### Data in this exercise
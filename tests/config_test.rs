// ==========================================
// ConfigManager 集成测试
// ==========================================
// 测试目标: 配置持久化在数据库文件中，并被应用状态读取
// ==========================================

mod helpers;

use chrono::NaiveTime;
use std::sync::Arc;
use tempfile::NamedTempFile;

use helpers::test_env::*;
use labour_ledger::app::AppState;
use labour_ledger::config::{config_keys, ConfigManager};
use labour_ledger::engine::DatetimeService;

fn temp_db() -> (NamedTempFile, String) {
    let temp_file = NamedTempFile::new().expect("无法创建临时文件");
    let db_path = temp_file.path().to_str().unwrap().to_string();
    (temp_file, db_path)
}

#[test]
fn test_config_manager_creation() {
    let (_temp_file, db_path) = temp_db();
    let config_manager = ConfigManager::new(&db_path);
    assert!(
        config_manager.is_ok(),
        "ConfigManager should be created successfully"
    );
}

#[test]
fn test_配置跨连接持久化() {
    let (_temp_file, db_path) = temp_db();
    {
        let config = ConfigManager::new(&db_path).expect("Failed to create ConfigManager");
        config
            .set_global_config_value(config_keys::PAYOUT_ROUNDING_SCALE, "4")
            .unwrap();
    }

    let config = ConfigManager::new(&db_path).expect("Failed to reopen ConfigManager");
    assert_eq!(config.get_payout_rounding_scale().unwrap(), 4);
    assert_eq!(
        config
            .get_global_config_value(config_keys::PAYOUT_ROUNDING_SCALE)
            .unwrap()
            .as_deref(),
        Some("4")
    );
    assert_eq!(
        config
            .get_global_config_value(config_keys::MAX_TIMEFRAME_DAYS)
            .unwrap(),
        None
    );
}

#[test]
fn test_应用状态使用配置的截止时间() {
    let (_temp_file, db_path) = temp_db();
    ConfigManager::new(&db_path)
        .unwrap()
        .set_global_config_value(config_keys::PAYOUT_CUTOFF_TIME, "04:15")
        .unwrap();

    let state = AppState::new(db_path).expect("无法初始化AppState");
    assert_eq!(
        state.datetime.cutoff_time(),
        NaiveTime::from_hms_opt(4, 15, 0).unwrap()
    );
}

#[test]
fn test_布尔配置解析() {
    let env = TestEnv::new();
    for (raw, expected) in [("0", false), ("off", false), ("YES", true), ("1", true), ("vielleicht", true)] {
        env.set_config(config_keys::ACTIVATE_ON_APPROVAL, raw);
        assert_eq!(
            env.state.config.get_activate_on_approval().unwrap(),
            expected,
            "raw value: {}",
            raw
        );
    }
}

#[test]
fn test_快照含默认值() {
    let env = TestEnv::new();
    env.set_config(config_keys::ALLOW_NEGATIVE_MEMBER_BALANCE, "true");

    let snapshot: serde_json::Value =
        serde_json::from_str(&env.state.config.get_config_snapshot().unwrap()).unwrap();
    assert_eq!(snapshot[config_keys::ALLOW_NEGATIVE_MEMBER_BALANCE], "true");
    assert_eq!(snapshot[config_keys::PAYOUT_CUTOFF_TIME], "02:00");

    let shared: Arc<ConfigManager> = env.state.config.clone();
    assert!(shared.get_allow_negative_member_balance().unwrap());
}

### Task to carry out
A verbatim copy of the listing is to be returned in full.

### Worked solution
filename tests/config_test.rs
// ==========================================
// ConfigManager 集成测试
// ==========================================
// 测试目标: 配置持久化在数据库文件中，并被应用状态读取
// ==========================================

mod helpers;

use chrono::NaiveTime;
use std::sync::Arc;
use tempfile::NamedTempFile;

use helpers::test_env::*;
use labour_ledger::app::AppState;
use labour_ledger::config::{config_keys, ConfigManager};
use labour_ledger::engine::DatetimeService;

fn temp_db() -> (NamedTempFile, String) {
    let temp_file = NamedTempFile::new().expect("无法创建临时文件");
    let db_path = temp_file.path().to_str().unwrap().to_string();
    (temp_file, db_path)
}

#[test]
fn test_config_manager_creation() {
    let (_temp_file, db_path) = temp_db();
    let config_manager = ConfigManager::new(&db_path);
    assert!(
        config_manager.is_ok(),
        "ConfigManager should be created successfully"
    );
}

#[test]
fn test_配置跨连接持久化() {
    let (_temp_file, db_path) = temp_db();
    {
        let config = ConfigManager::new(&db_path).expect("Failed to create ConfigManager");
        config
            .set_global_config_value(config_keys::PAYOUT_ROUNDING_SCALE, "4")
            .unwrap();
    }

    let config = ConfigManager::new(&db_path).expect("Failed to reopen ConfigManager");
    assert_eq!(config.get_payout_rounding_scale().unwrap(), 4);
    assert_eq!(
        config
            .get_global_config_value(config_keys::PAYOUT_ROUNDING_SCALE)
            .unwrap()
            .as_deref(),
        Some("4")
    );
    assert_eq!(
        config
            .get_global_config_value(config_keys::MAX_TIMEFRAME_DAYS)
            .unwrap(),
        None
    );
}

#[test]
fn test_应用状态使用配置的截止时间() {
    let (_temp_file, db_path) = temp_db();
    ConfigManager::new(&db_path)
        .unwrap()
        .set_global_config_value(config_keys::PAYOUT_CUTOFF_TIME, "04:15")
        .unwrap();

    let state = AppState::new(db_path).expect("无法初始化AppState");
    assert_eq!(
        state.datetime.cutoff_time(),
        NaiveTime::from_hms_opt(4, 15, 0).unwrap()
    );
}

#[test]
fn test_布尔配置解析() {
    let env = TestEnv::new();
    for (raw, expected) in [("0", false), ("off", false), ("YES", true), ("1", true), ("vielleicht", true)] {
        env.set_config(config_keys::ACTIVATE_ON_APPROVAL, raw);
        assert_eq!(
            env.state.config.get_activate_on_approval().unwrap(),
            expected,
            "raw value: {}",
            raw
        );
    }
}

#[test]
fn test_快照含默认值() {
    let env = TestEnv::new();
    env.set_config(config_keys::ALLOW_NEGATIVE_MEMBER_BALANCE, "true");

    let snapshot: serde_json::Value =
        serde_json::from_str(&env.state.config.get_config_snapshot().unwrap()).unwrap();
    assert_eq!(snapshot[config_keys::ALLOW_NEGATIVE_MEMBER_BALANCE], "true");
    assert_eq!(snapshot[config_keys::PAYOUT_CUTOFF_TIME], "02:00");

    let shared: Arc<ConfigManager> = env.state.config.clone();
    assert!(shared.get_allow_negative_member_balance().unwrap());
}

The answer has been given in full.